Hi, does anyone know how I can watch UK TV in Rome? I am coming back in a week - currently back in London - where I have an old Freeview box which I was considering bringing down. I have been told it works in Spain so was hoping it would in Italy. Any advise gratefully received...


----------



## Joppa

KayeRome said:


> Hi, does anyone know how I can watch UK TV in Rome? I am coming back in a week - currently back in London - where I have an old Freeview box which I was considering bringing down. I have been told it works in Spain so was hoping it would in Italy. Any advise gratefully received...


UK Freeview box may work in Italy but it will only receive local Italian digital channels if any, not British. To watch British TV, you either have to get a big dish plus Sky box (to get BBC and ITV in Rome, you need something like 3m dish!) or if you have broadband, you can watch many programmes online (streaming) through iPlayer and ITV player, plus VPN (which fools the broadcasters into thinking you are connecting from UK, with UK provider address; they cut you off if they detect overseas internet provider address).


----------



## unclejoe

You can always use an IP spoof to watch the catch-up on your computer. Or your Sky box but in that case you'll probably need a new dish - the small UK sized dish won't work in Italy and you'll need a much larger one.

English Language Television - The Italy Wiki


----------



## noanswer

I take it that would be the same in Milan, you would need a massive satellite dish to be able to receive any UK stations? 

I have some Italian friends living in Dublin and they somehow have regular Italian stations like RAI coming in. I'll have to check that out and see if it can be done the other way!


----------



## Joppa

noanswer said:


> I take it that would be the same in Milan, you would need a massive satellite dish to be able to receive any UK stations?
> 
> I have some Italian friends living in Dublin and they somehow have regular Italian stations like RAI coming in. I'll have to check that out and see if it can be done the other way!


RAI transmit using HotBird 2 satellite at 13 degrees East throughout Europe, and you only need a standard dish to receive it. Some programmes, esp sports, are scrambled. BBC and ITV, on the other hand, are on Astra 2D at 28.2 degrees East with a beam tightly centered on British Isles - hence the need for up to 3m dish to receive in Rome!

As I said, getting VPN is your best bet.


----------



## noanswer

Cheers for the info! The VPN seems quite complicated though, is there much to setting one up or do you have to buy any hardware.

I checked that link out in one of the earlier posts and was reading about that Slingbox thing, but it means having your Sky set up in your original country then having a high speed wifi connection. Could get quite expensive!


----------



## Joppa

noanswer said:


> Cheers for the info! The VPN seems quite complicated though, is there much to setting one up or do you have to buy any hardware.
> 
> I checked that link out in one of the earlier posts and was reading about that Slingbox thing, but it means having your Sky set up in your original country then having a high speed wifi connection. Could get quite expensive!

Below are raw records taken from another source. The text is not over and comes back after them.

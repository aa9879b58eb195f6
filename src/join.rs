use std::{
    collections::{HashMap, HashSet},
    fmt,
};

use anyhow::{Result, anyhow};
use log::info;
use serde::{Deserialize, Serialize};

use crate::{
    config::JoinConfig,
    frame::{Frame, Row},
};

const KEY_SEPARATOR: &str = "\u{1f}";

#[derive(Debug, Clone, Copy, Default, PartialEq, Eq, Serialize, Deserialize)]
#[serde(rename_all = "lowercase")]
pub enum JoinKind {
    Inner,
    #[default]
    Left,
    Right,
    #[serde(alias = "full")]
    Outer,
}

impl fmt::Display for JoinKind {
    fn fmt(&self, f: &mut fmt::Formatter<'_>) -> fmt::Result {
        let label = match self {
            JoinKind::Inner => "inner",
            JoinKind::Left => "left",
            JoinKind::Right => "right",
            JoinKind::Outer => "outer",
        };
        f.write_str(label)
    }
}

#[derive(Debug)]
pub struct JoinOutcome {
    pub frame: Frame,
    pub matched_rows: usize,
}

pub fn join(left: &Frame, right: &Frame, config: &JoinConfig, name: &str) -> Result<JoinOutcome> {
    if config.left_keys.is_empty() || config.left_keys.len() != config.right_keys.len() {
        return Err(anyhow!(
            "Join keys must be non-empty and of equal length ({:?} vs {:?})",
            config.left_keys,
            config.right_keys
        ));
    }
    let left_indices = column_indices(left, &config.left_keys)?;
    let right_indices = column_indices(right, &config.right_keys)?;

    let right_lookup = build_right_lookup(right, &right_indices);
    let mut right_matched = vec![false; right.len()];
    let output_columns = build_output_headers(left.columns(), right.columns());
    let mut output = Frame::new(name, output_columns);

    let include_unmatched_left = matches!(config.how, JoinKind::Left | JoinKind::Outer);
    let include_unmatched_right = matches!(config.how, JoinKind::Right | JoinKind::Outer);
    let right_width = right.columns().len();
    let mut matched_rows = 0usize;

    for record in left.rows() {
        let mut matched_any = false;
        if let Some(bucket) = build_key(record, &left_indices).and_then(|k| right_lookup.get(&k)) {
            for position in bucket {
                matched_any = true;
                right_matched[*position] = true;
                matched_rows += 1;
                let mut combined = record.clone();
                combined.extend(right.rows()[*position].iter().cloned());
                output.push_row(combined)?;
            }
        }

        if !matched_any && include_unmatched_left {
            let mut combined = record.clone();
            combined.extend(std::iter::repeat_n(None, right_width));
            output.push_row(combined)?;
        }
    }

    if include_unmatched_right {
        let left_width = left.columns().len();
        let unmatched = right
            .rows()
            .iter()
            .zip(right_matched.iter())
            .filter(|(_, matched)| !**matched);
        for (record, _) in unmatched {
            let mut combined: Row = vec![None; left_width];
            combined.extend(record.iter().cloned());
            output.push_row(combined)?;
        }
    }

    info!(
        "Join '{}' ({}): {} output row(s), {} matched row(s)",
        name,
        config.how,
        output.len(),
        matched_rows
    );
    Ok(JoinOutcome {
        frame: output,
        matched_rows,
    })
}

fn column_indices(frame: &Frame, columns: &[String]) -> Result<Vec<usize>> {
    columns
        .iter()
        .map(|name| frame.require_column(name))
        .collect()
}

/// Composite key for a row, or `None` when any key part is null.
fn build_key(record: &Row, key_indices: &[usize]) -> Option<String> {
    let mut parts = Vec::with_capacity(key_indices.len());
    for idx in key_indices {
        parts.push(record.get(*idx)?.as_deref()?);
    }
    Some(parts.join(KEY_SEPARATOR))
}

/// Right row positions grouped by key, in input order. Null-keyed rows are
/// left out since they can never match.
fn build_right_lookup(right: &Frame, key_indices: &[usize]) -> HashMap<String, Vec<usize>> {
    let mut map: HashMap<String, Vec<usize>> = HashMap::new();
    for (position, record) in right.rows().iter().enumerate() {
        if let Some(key) = build_key(record, key_indices) {
            map.entry(key).or_default().push(position);
        }
    }
    map
}

fn build_output_headers(left_headers: &[String], right_headers: &[String]) -> Vec<String> {
    let mut headers = left_headers.to_vec();
    let mut seen: HashSet<String> = headers.iter().cloned().collect();

    for name in right_headers {
        let mut candidate = name.clone();
        if seen.contains(&candidate) {
            let mut counter = 1usize;
            let base = candidate.clone();
            while seen.contains(&candidate) {
                candidate = format!("right_{base}_{counter}");
                counter += 1;
            }
        }
        seen.insert(candidate.clone());
        headers.push(candidate);
    }

    headers
}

VPN is very easy. Sign up, pay subscription (there are free ones but they don't work at all or only occasionally) and configure your PC/laptop so that your broadband goes through your VPN (VPN operator tells you how to). Then go to BBC iPlayer or ITV Player and watch programmes live or delayed. 

Slingbox is much more versatile than VPN, in that you can watch everything that your Sky box can receive in UK, whereas iPlayer etc restricts you the channels you can watch. VPN is ok for standard UK channels like BBC 1 & 2, ITV1, Channel 4 etc, whereas Slingbox can have access to hundreds of channels including paid sports and film channels (if you subscribe to them in UK). You control your Sky box and Slingbox in UK remotely through a software installed on your PC/laptop.


----------



## noanswer

Joppa said:


> VPN is very easy. Sign up, pay subscription (there are free ones but they don't work at all or only occasionally) and configure your PC/laptop so that your broadband goes through your VPN (VPN operator tells you how to). Then go to BBC iPlayer or ITV Player and watch programmes live or delayed.
> 
> Slingbox is much more versatile than VPN, in that you can watch everything that your Sky box can receive in UK, whereas iPlayer etc restricts you the channels you can watch. VPN is ok for standard UK channels like BBC 1 & 2, ITV1, Channel 4 etc, whereas Slingbox can have access to hundreds of channels including paid sports and film channels (if you subscribe to them in UK). You control your Sky box and Slingbox in UK remotely through a software installed on your PC/laptop.


I reckon I'll go for the Slingbox, just because my folks still live back home so I could set it up with the Sky+ there and get the sports channels. Plus I kinda like the idea of controlling the sky remotely from a laptop :ranger: <enter geek laugh here>

Cheers for the help!


----------



## tortoise

noanswer said:


> I reckon I'll go for the Slingbox, just because my folks still live back home so I could set it up with the Sky+ there and get the sports channels. Plus I kinda like the idea of controlling the sky remotely from a laptop :ranger: <enter geek laugh here>
> 
> Cheers for the help!


I use filmon dot com - you can pay monthly or watch for free which times out after 5 minutes but you just need to click back in to it to carry on. you only need a computer for it too !


----------